# What is required
Each line of the listing below that includes "ActiveValue" should be reported.

# Dataset extract
..............................

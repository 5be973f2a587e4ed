use sea_orm::{
    ActiveModelTrait, ActiveValue, DatabaseConnection, DbErr, EntityTrait, IntoActiveModel,
    QueryOrder,
};

use crate::server::{
    collection::{self, Collection, ParsedQuery},
    model::category::{Category, CreateCategoryParams, UpdateCategoryParams},
};

pub struct CategoryRepository<'a> {
    db: &'a DatabaseConnection,
}

impl<'a> CategoryRepository<'a> {
    pub fn new(db: &'a DatabaseConnection) -> Self {
        Self { db }
    }

    pub async fn create(&self, params: CreateCategoryParams) -> Result<Category, DbErr> {
        let entity = entity::category::ActiveModel {
            name: ActiveValue::Set(params.name),
            description: ActiveValue::Set(params.description),
            url: ActiveValue::Set(params.url),
            ..Default::default()
        }
        .insert(self.db)
        .await?;

        Ok(Category::from_entity(entity))
    }

    pub async fn get_by_id(&self, id: i32) -> Result<Option<Category>, DbErr> {
        let entity = entity::prelude::Category::find_by_id(id)
            .one(self.db)
            .await?;

        Ok(entity.map(Category::from_entity))
    }

    pub async fn exists(&self, id: i32) -> Result<bool, DbErr> {
        Ok(entity::prelude::Category::find_by_id(id)
            .one(self.db)
            .await?
            .is_some())
    }

    /// Gets one page of categories matching the parsed collection query.
    pub async fn get_collection(
        &self,
        query: ParsedQuery<entity::category::Column>,
    ) -> Result<Collection<Category>, DbErr> {
        let collection =
            collection::collect(self.db, entity::prelude::Category::find(), query).await?;

        Ok(collection.map(Category::from_entity))
    }

    /// Gets every category ordered by name, for select inputs.
    pub async fn get_all_by_name(&self) -> Result<Vec<Category>, DbErr> {
        let entities = entity::prelude::Category::find()
            .order_by_asc(entity::category::Column::Name)
            .order_by_asc(entity::category::Column::Id)
            .all(self.db)
            .await?;

        Ok(entities.into_iter().map(Category::from_entity).collect())
    }

    /// Applies the populated fields of `params`.
    ///
    /// # Returns
    /// - `Ok(Some(Category))` - Updated category
    /// - `Ok(None)` - No category with that id
    /// - `Err(DbErr)` - Database error
    pub async fn update(&self, params: UpdateCategoryParams) -> Result<Option<Category>, DbErr> {
        let Some(existing) = entity::prelude::Category::find_by_id(params.id)
            .one(self.db)
            .await?
        else {
            return Ok(None);
        };

        let mut active = existing.clone().into_active_model();
        if let Some(name) = params.name {
            active.name = ActiveValue::Set(name);
        }
        if let Some(description) = params.description {
            active.description = ActiveValue::Set(Some(description));
        }
        if let Some(url) = params.url {
            active.url = ActiveValue::Set(Some(url));
        }

        if !active.is_changed() {
            return Ok(Some(Category::from_entity(existing)));
        }

        let entity = active.update(self.db).await?;

        Ok(Some(Category::from_entity(entity)))
    }

    /// Deletes a category; its books, chapters and episodes cascade.
    ///
    /// # Returns
    /// - `Ok(true)` - Category was deleted
    /// - `Ok(false)` - No category with that id
    pub async fn delete(&self, id: i32) -> Result<bool, DbErr> {
        let result = entity::prelude::Category::delete_by_id(id)
            .exec(self.db)
            .await?;

        Ok(result.rows_affected > 0)
    }
}
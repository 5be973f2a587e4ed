use sea_orm_migration::{prelude::*, schema::*};

use super::m20260901_000001_create_user_table::User;

#[derive(DeriveMigrationName)]
pub struct Migration;

#[async_trait::async_trait]
impl MigrationTrait for Migration {
    async fn up(&self, manager: &SchemaManager) -> Result<(), DbErr> {
        manager
            .create_table(
                Table::create()
                    .table(GooglePlayTransaction::Table)
                    .if_not_exists()
                    .col(pk_auto(GooglePlayTransaction::Id))
                    .col(integer(GooglePlayTransaction::UserId))
                    .col(string(GooglePlayTransaction::PackageName))
                    .col(string(GooglePlayTransaction::ProductId))
                    .col(text(GooglePlayTransaction::PurchaseToken))
                    .col(string_null(GooglePlayTransaction::StartTimeMillis))
                    .col(string_null(GooglePlayTransaction::ExpiryTimeMillis))
                    .col(string_null(GooglePlayTransaction::AutoRenewing))
                    .col(string_null(GooglePlayTransaction::PriceCurrencyCode))
                    .col(string_null(GooglePlayTransaction::PriceAmountMicros))
                    .col(string_null(GooglePlayTransaction::CountryCode))
                    .col(string_null(GooglePlayTransaction::DeveloperPayload))
                    .col(string_null(GooglePlayTransaction::CancelReason))
                    .col(string_null(GooglePlayTransaction::UserCancellationTimeMillis))
                    .col(string_null(GooglePlayTransaction::OrderId))
                    .col(string_null(GooglePlayTransaction::PurchaseType))
                    .col(string_null(GooglePlayTransaction::AcknowledgementState))
                    .col(string_null(GooglePlayTransaction::Kind))
                    .col(boolean(GooglePlayTransaction::IsDeleted).default(false))
                    .col(
                        timestamp_with_time_zone(GooglePlayTransaction::CreatedAt)
                            .default(Expr::current_timestamp())
                            .not_null(),
                    )
                    .foreign_key(
                        ForeignKey::create()
                            .name("fk_google_play_transaction_user_id")
                            .from(GooglePlayTransaction::Table, GooglePlayTransaction::UserId)
                            .to(User::Table, User::Id)
                            .on_delete(ForeignKeyAction::Cascade)
                            .on_update(ForeignKeyAction::Cascade),
                    )
                    .to_owned(),
            )
            .await
    }

    async fn down(&self, manager: &SchemaManager) -> Result<(), DbErr> {
        manager
            .drop_table(Table::drop().table(GooglePlayTransaction::Table).to_owned())
            .await
    }
}

#[derive(DeriveIden)]
pub enum GooglePlayTransaction {
    Table,
    Id,
    UserId,
    PackageName,
    ProductId,
    PurchaseToken,
    StartTimeMillis,
    ExpiryTimeMillis,
    AutoRenewing,
    PriceCurrencyCode,
    PriceAmountMicros,
    CountryCode,
    DeveloperPayload,
    CancelReason,
    UserCancellationTimeMillis,
    OrderId,
    PurchaseType,
    AcknowledgementState,
    Kind,
    IsDeleted,
    CreatedAt,
}
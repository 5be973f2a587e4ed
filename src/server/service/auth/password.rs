//! Argon2 password and token hashing.

use argon2::{
    password_hash::{rand_core::OsRng, PasswordHash, PasswordHasher, PasswordVerifier, SaltString},
    Argon2,
};

use crate::server::error::internal::InternalError;

/// Hashes a secret into a PHC string with a fresh random salt.
pub fn hash_secret(secret: &str) -> Result<String, InternalError> {
    let salt = SaltString::generate(&mut OsRng);

    Argon2::default()
        .hash_password(secret.as_bytes(), &salt)
        .map(|hash| hash.to_string())
        .map_err(|e| InternalError::PasswordHash(e.to_string()))
}

/// Checks a secret against a stored PHC string.
///
/// # Returns
/// - `Ok(true)` - The secret matches
/// - `Ok(false)` - The secret does not match
/// - `Err(InternalError::PasswordHash)` - The stored hash is malformed
pub fn verify_secret(secret: &str, hash: &str) -> Result<bool, InternalError> {
    let parsed = PasswordHash::new(hash).map_err(|e| InternalError::PasswordHash(e.to_string()))?;

    match Argon2::default().verify_password(secret.as_bytes(), &parsed) {
        Ok(()) => Ok(true),
        Err(argon2::password_hash::Error::Password) => Ok(false),
        Err(e) => Err(InternalError::PasswordHash(e.to_string())),
    }
}
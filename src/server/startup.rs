use std::sync::Arc;

use sea_orm::DatabaseConnection;

use crate::{
    model::user::{CreateUserDto, RoleDto},
    server::{
        config::Config,
        data::user::UserRepository,
        error::AppError,
        service::{
            iap::google_play::{GooglePlayDatasource, GooglePlayDeveloperApi},
            transcription::{assemblyai::AssemblyAiClient, Transcriber},
            user::UserService,
        },
    },
};

/// Connects to the Sqlite database and runs pending migrations.
///
/// # Arguments
/// - `config` - Application configuration containing the database URL
///
/// # Returns
/// - `Ok(DatabaseConnection)` - Connected database with migrations applied
/// - `Err(AppError::DbErr)` - Failed to connect to database or run migrations
pub async fn connect_to_database(config: &Config) -> Result<DatabaseConnection, AppError> {
    use migration::{Migrator, MigratorTrait};
    use sea_orm::{ConnectOptions, Database};

    let mut opt = ConnectOptions::new(&config.database_url);
    opt.sqlx_logging(false);

    let db = Database::connect(opt).await?;

    Migrator::up(&db, None).await?;

    Ok(db)
}

/// HTTP client shared by the transcription and Play Store integrations.
///
/// Redirects are disabled so credentials in headers are never forwarded to another host.
pub fn setup_reqwest_client() -> Result<reqwest::Client, AppError> {
    let client = reqwest::ClientBuilder::new()
        .redirect(reqwest::redirect::Policy::none())
        .build()?;

    Ok(client)
}

/// Seeds an admin account from `ADMIN_EMAIL`/`ADMIN_PASSWORD` when no admin exists yet.
///
/// Logs a warning instead when no admin exists and the credentials are not configured.
pub async fn check_for_admin(db: &DatabaseConnection, config: &Config) -> Result<(), AppError> {
    if UserRepository::new(db).admin_exists().await? {
        return Ok(());
    }

    let (Some(email), Some(password)) = (&config.admin_email, &config.admin_password) else {
        tracing::warn!("No admin user exists; set ADMIN_EMAIL and ADMIN_PASSWORD to create one");
        return Ok(());
    };

    let admin = UserService::new(db)
        .create(CreateUserDto {
            name: "Admin".to_string(),
            email: email.clone(),
            password: password.clone(),
            role: Some(RoleDto::Admin),
            ..Default::default()
        })
        .await?;

    tracing::info!(user_id = admin.id, email = %admin.email, "Created initial admin user");

    Ok(())
}

pub fn setup_transcriber(
    config: &Config,
    http_client: &reqwest::Client,
) -> Option<Arc<dyn Transcriber>> {
    match &config.assemblyai_api_key {
        Some(api_key) => Some(Arc::new(AssemblyAiClient::new(
            http_client.clone(),
            api_key.clone(),
        ))),
        None => {
            tracing::info!("ASSEMBLYAI_API_KEY not set; transcription is disabled");
            None
        }
    }
}

pub fn setup_play_store(
    config: &Config,
    http_client: &reqwest::Client,
) -> Result<Option<Arc<dyn GooglePlayDatasource>>, AppError> {
    match &config.google_service_account {
        Some(account) => {
            let api = GooglePlayDeveloperApi::new(http_client.clone(), account)?;
            Ok(Some(Arc::new(api)))
        }
        None => {
            tracing::info!("Google service account not set; receipt verification is disabled");
            Ok(None)
        }
    }
}
//! UDP ingress socket construction.
//!
//! Each worker binds its own `SO_REUSEPORT` socket so the kernel
//! spreads datagrams across them. The receive buffer is negotiated up
//! front: we ask for twice the kernel's advertised maximum (the kernel
//! doubles requests and caps at 2x `rmem_max`), then size the
//! userspace read buffer to whatever the socket actually got so one
//! receive always holds one whole datagram.

use crate::error::CollectorError;
use socket2::{Domain, Protocol, Socket, Type};
use std::net::SocketAddr;

const RMEM_MAX_PATH: &str = "/proc/sys/net/core/rmem_max";
const RMEM_FALLBACK: usize = 212_992;

fn kernel_rmem_max() -> usize {
	std::fs::read_to_string(RMEM_MAX_PATH)
		.ok()
		.and_then(|s| s.trim().parse().ok())
		.unwrap_or(RMEM_FALLBACK)
}

/// Bind the ingress socket and return it with the buffer size a read
/// must use to never truncate a datagram.
///
/// # Errors
/// Any socket syscall failure; the caller exits with its errno.
pub fn bind_ingress(addr: SocketAddr) -> Result<(std::net::UdpSocket, usize), CollectorError> {
	let socket = Socket::new(Domain::for_address(addr), Type::DGRAM, Some(Protocol::UDP)).map_err(CollectorError::Socket)?;
	socket.set_reuse_port(true).map_err(CollectorError::Socket)?;
	let requested = kernel_rmem_max().saturating_mul(2);
	if let Err(err) = socket.set_recv_buffer_size(requested) {
		tracing::warn!(%err, requested, "could not grow the receive buffer");
	}
	socket.bind(&addr.into()).map_err(CollectorError::Socket)?;
	socket.set_nonblocking(true).map_err(CollectorError::Socket)?;
	let actual = socket.recv_buffer_size().map_err(CollectorError::Socket)?;
	tracing::debug!(requested, actual, "ingress socket bound");
	Ok((socket.into(), actual))
}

..............................

# Solution to this task
    ActiveModelTrait, ActiveValue, DatabaseConnection, DbErr, EntityTrait, IntoActiveModel,
            name: ActiveValue::Set(params.name),
            description: ActiveValue::Set(params.description),
            url: ActiveValue::Set(params.url),
            active.name = ActiveValue::Set(name);
            active.description = ActiveValue::Set(Some(description));
            active.url = ActiveValue::Set(Some(url));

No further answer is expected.